_Requirement_
If a line holds the word "signal", copy it from the entries.

_Material provided_
* * *
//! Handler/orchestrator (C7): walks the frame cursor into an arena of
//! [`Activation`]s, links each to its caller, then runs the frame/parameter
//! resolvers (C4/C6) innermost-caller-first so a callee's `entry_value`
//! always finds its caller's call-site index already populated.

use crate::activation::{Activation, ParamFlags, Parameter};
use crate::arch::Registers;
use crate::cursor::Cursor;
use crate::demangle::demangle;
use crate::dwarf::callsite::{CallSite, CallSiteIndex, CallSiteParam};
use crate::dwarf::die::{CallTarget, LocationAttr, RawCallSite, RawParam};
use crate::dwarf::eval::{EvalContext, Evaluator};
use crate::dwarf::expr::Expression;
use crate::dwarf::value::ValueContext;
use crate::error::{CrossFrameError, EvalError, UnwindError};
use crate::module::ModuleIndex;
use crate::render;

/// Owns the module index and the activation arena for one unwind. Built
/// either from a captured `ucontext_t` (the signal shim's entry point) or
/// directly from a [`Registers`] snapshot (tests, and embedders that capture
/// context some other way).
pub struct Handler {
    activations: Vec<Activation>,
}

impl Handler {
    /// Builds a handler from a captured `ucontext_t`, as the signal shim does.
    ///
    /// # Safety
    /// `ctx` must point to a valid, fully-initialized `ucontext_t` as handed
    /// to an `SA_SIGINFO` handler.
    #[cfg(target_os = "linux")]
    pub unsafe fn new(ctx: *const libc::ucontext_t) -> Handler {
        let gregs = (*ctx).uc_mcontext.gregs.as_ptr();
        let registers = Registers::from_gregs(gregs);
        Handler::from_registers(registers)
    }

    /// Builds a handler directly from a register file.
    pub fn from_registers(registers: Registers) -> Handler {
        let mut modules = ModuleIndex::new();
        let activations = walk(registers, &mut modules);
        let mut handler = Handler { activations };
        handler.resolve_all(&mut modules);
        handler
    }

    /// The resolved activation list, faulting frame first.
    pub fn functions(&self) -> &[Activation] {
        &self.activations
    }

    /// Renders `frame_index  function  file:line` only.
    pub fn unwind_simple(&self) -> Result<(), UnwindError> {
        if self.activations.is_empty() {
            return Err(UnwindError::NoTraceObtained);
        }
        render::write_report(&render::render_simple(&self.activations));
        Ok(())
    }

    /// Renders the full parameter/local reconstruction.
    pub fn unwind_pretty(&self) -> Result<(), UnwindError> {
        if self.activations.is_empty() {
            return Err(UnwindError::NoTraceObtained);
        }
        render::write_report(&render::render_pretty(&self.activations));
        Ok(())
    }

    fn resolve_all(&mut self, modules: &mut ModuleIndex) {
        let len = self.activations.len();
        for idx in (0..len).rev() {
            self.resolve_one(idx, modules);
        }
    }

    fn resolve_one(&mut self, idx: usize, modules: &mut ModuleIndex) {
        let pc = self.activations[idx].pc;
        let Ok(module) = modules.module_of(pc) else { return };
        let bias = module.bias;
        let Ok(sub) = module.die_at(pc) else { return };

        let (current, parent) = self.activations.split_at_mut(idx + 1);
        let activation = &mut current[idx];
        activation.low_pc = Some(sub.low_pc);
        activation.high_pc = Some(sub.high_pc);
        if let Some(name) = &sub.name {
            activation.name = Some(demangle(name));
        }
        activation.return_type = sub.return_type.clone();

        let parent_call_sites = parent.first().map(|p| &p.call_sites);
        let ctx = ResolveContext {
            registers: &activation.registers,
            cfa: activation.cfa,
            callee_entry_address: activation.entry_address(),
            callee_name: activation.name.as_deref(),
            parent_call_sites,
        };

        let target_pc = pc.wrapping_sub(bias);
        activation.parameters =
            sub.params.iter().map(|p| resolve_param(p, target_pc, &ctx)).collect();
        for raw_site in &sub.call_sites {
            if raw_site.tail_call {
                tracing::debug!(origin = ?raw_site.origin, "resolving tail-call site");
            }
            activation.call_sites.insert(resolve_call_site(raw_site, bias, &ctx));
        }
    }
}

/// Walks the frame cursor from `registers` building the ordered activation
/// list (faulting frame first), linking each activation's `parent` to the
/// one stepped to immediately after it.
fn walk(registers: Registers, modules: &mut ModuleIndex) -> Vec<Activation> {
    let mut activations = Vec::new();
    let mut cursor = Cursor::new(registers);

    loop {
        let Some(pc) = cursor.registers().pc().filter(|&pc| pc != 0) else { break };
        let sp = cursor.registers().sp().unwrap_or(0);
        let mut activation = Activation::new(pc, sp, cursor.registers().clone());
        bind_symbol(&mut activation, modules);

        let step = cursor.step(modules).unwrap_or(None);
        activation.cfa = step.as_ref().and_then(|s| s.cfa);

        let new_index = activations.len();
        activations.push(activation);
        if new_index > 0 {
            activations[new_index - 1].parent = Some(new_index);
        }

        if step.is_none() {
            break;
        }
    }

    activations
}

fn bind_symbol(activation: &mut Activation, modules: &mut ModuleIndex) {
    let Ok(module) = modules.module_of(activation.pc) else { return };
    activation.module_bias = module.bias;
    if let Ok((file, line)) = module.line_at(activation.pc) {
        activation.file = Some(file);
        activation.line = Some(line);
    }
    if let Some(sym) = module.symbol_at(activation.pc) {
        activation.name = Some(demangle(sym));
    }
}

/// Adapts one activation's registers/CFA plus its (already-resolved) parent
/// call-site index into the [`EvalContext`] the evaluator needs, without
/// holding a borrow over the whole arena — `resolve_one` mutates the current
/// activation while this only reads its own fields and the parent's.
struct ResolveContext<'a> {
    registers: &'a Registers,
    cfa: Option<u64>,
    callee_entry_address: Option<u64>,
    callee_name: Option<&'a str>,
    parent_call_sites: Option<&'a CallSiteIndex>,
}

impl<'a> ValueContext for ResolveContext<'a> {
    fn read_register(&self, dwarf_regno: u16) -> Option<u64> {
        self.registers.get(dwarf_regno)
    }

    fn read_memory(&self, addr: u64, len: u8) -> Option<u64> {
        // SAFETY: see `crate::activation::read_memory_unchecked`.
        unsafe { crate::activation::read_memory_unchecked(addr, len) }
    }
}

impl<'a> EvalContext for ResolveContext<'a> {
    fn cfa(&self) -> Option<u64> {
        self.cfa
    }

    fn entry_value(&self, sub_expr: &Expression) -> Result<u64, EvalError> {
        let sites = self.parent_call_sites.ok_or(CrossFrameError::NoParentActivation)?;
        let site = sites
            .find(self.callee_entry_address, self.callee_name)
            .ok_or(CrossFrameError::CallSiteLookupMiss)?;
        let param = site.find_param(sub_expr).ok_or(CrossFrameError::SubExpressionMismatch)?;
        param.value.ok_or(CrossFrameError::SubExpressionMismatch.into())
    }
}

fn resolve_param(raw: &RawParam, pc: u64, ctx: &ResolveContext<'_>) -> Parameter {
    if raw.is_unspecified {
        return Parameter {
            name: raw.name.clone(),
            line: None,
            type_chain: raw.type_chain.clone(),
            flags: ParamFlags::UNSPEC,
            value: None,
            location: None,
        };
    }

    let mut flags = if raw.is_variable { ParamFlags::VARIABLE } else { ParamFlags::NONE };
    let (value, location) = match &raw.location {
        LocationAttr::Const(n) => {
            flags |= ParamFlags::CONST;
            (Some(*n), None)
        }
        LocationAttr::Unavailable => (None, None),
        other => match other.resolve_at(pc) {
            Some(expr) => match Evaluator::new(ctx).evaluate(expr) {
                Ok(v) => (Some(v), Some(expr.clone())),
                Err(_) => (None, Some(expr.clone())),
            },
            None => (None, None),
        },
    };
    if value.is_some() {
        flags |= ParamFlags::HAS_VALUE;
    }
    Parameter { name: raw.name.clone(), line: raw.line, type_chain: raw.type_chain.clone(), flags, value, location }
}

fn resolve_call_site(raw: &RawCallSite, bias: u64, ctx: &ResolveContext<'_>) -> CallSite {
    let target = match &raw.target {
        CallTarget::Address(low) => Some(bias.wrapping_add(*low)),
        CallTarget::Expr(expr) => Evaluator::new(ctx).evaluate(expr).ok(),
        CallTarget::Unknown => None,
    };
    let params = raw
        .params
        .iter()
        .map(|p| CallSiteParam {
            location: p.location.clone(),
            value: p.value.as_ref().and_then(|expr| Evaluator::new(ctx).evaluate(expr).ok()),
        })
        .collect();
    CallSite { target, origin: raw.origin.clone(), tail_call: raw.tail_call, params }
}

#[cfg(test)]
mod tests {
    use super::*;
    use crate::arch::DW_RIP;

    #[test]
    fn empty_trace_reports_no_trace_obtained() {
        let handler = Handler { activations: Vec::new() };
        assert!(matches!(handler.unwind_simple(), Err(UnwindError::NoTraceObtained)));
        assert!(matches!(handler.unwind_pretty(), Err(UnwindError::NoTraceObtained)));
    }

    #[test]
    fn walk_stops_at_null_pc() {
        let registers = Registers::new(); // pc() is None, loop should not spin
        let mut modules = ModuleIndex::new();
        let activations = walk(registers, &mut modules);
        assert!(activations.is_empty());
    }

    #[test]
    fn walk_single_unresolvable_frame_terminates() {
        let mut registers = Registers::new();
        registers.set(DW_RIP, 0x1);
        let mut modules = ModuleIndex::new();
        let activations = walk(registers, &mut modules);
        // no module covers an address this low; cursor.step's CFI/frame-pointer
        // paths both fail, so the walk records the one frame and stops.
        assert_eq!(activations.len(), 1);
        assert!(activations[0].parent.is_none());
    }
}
* * *
_Response to this task_
/// either from a captured `ucontext_t` (the signal shim's entry point) or
    /// Builds a handler from a captured `ucontext_t`, as the signal shim does.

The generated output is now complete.